(Beginning of Records provided)

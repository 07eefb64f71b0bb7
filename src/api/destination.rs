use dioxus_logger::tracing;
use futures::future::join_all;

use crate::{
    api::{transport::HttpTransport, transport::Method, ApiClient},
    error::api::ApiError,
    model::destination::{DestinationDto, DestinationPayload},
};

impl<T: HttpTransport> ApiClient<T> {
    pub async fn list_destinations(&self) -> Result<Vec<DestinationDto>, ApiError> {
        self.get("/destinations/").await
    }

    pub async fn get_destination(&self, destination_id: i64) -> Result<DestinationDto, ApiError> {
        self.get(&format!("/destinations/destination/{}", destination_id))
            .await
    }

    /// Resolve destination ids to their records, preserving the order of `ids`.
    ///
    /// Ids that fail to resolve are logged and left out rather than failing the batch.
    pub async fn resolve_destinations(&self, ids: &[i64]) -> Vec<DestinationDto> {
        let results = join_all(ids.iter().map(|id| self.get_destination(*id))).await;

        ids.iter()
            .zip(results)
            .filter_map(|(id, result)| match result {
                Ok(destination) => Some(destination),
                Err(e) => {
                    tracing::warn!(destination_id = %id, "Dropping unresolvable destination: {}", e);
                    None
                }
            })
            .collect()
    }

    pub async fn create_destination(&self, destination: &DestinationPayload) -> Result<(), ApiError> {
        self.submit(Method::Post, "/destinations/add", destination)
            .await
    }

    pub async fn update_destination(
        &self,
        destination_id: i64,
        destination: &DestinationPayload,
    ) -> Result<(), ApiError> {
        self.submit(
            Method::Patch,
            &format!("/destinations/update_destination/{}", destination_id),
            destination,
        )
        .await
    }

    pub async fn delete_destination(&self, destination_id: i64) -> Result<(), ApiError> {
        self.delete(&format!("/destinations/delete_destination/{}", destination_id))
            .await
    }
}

(End of Records provided)
(Beginning of Records provided)

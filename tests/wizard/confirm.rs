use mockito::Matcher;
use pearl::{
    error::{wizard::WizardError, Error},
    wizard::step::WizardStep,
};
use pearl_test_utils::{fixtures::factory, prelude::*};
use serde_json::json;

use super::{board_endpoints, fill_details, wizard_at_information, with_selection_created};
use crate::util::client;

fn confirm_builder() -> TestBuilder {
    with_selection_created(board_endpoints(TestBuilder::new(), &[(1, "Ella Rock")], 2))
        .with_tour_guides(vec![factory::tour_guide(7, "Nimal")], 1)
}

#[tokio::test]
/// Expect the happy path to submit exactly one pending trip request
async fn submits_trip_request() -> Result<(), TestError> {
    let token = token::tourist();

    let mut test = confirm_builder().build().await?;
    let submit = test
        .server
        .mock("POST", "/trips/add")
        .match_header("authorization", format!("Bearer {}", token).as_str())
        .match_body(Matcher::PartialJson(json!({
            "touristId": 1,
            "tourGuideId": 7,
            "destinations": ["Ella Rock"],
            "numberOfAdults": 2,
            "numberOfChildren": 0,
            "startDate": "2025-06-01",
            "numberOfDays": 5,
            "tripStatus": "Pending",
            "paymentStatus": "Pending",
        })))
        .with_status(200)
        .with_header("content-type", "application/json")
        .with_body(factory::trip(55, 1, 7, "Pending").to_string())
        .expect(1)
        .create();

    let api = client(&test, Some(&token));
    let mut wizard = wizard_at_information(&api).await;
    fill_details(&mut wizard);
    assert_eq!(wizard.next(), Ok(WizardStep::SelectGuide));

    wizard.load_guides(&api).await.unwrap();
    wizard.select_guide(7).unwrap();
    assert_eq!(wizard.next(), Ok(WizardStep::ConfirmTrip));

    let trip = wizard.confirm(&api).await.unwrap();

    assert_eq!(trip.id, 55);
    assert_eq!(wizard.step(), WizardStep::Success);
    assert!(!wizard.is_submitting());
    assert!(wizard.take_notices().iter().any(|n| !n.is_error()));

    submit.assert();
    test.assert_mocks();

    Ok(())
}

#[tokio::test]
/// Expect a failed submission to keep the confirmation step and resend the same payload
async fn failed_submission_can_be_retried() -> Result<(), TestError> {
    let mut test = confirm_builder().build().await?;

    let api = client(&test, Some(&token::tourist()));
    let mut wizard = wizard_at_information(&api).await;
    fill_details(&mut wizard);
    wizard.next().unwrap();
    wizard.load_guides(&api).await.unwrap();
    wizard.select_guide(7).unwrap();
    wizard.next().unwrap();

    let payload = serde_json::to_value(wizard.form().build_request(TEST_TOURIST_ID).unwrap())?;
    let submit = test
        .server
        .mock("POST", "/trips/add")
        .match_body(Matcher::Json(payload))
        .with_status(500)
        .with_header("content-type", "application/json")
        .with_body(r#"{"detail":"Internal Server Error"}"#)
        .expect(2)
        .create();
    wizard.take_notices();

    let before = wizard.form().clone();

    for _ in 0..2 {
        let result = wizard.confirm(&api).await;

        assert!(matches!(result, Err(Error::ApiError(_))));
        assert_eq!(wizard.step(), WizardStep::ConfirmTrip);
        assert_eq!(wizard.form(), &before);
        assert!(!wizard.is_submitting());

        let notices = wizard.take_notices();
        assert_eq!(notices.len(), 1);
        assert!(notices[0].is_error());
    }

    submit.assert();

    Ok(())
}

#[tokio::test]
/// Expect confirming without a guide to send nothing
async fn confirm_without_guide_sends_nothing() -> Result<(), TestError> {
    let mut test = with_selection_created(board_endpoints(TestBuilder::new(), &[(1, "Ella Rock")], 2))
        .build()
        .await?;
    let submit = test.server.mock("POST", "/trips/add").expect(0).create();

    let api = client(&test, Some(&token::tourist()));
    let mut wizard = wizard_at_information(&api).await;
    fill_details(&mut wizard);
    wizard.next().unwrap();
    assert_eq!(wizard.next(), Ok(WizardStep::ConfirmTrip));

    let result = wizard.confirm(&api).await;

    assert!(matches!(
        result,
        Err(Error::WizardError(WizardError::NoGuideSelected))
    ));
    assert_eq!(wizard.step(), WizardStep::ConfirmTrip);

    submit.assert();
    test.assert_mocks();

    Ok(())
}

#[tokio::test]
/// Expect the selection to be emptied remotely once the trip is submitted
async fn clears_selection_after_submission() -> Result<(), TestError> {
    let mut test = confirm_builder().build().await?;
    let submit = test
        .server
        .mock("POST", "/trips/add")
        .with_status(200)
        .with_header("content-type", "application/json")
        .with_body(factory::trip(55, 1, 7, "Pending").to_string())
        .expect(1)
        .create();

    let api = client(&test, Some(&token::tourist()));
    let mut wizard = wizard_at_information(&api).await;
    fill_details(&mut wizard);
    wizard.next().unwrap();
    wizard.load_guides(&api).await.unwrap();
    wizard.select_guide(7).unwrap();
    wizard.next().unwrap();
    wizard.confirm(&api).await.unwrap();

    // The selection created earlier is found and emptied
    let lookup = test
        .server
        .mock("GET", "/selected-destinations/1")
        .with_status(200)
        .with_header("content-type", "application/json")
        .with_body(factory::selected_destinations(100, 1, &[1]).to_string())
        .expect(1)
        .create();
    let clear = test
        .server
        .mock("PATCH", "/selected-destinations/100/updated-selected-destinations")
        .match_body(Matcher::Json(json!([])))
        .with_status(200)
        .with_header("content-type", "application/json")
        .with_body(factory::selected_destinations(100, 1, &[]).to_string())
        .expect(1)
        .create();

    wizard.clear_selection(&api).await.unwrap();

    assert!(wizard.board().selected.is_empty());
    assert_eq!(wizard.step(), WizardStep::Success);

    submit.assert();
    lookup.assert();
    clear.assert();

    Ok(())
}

(End of Records provided)

Work instructions:
The lines above from the one with "repository 07eefb64f71b0bb7" through the one with "result)| match result" are to be duplicated exactly, ends included, with nothing added.

Exercise response:
repository 07eefb64f71b0bb7
filename src/api/destination.rs
use dioxus_logger::tracing;
use futures::future::join_all;

use crate::{
    api::{transport::HttpTransport, transport::Method, ApiClient},
    error::api::ApiError,
    model::destination::{DestinationDto, DestinationPayload},
};

impl<T: HttpTransport> ApiClient<T> {
    pub async fn list_destinations(&self) -> Result<Vec<DestinationDto>, ApiError> {
        self.get("/destinations/").await
    }

    pub async fn get_destination(&self, destination_id: i64) -> Result<DestinationDto, ApiError> {
        self.get(&format!("/destinations/destination/{}", destination_id))
            .await
    }

    /// Resolve destination ids to their records, preserving the order of `ids`.
    ///
    /// Ids that fail to resolve are logged and left out rather than failing the batch.
    pub async fn resolve_destinations(&self, ids: &[i64]) -> Vec<DestinationDto> {
        let results = join_all(ids.iter().map(|id| self.get_destination(*id))).await;

        ids.iter()
            .zip(results)
            .filter_map(|(id, result)| match result {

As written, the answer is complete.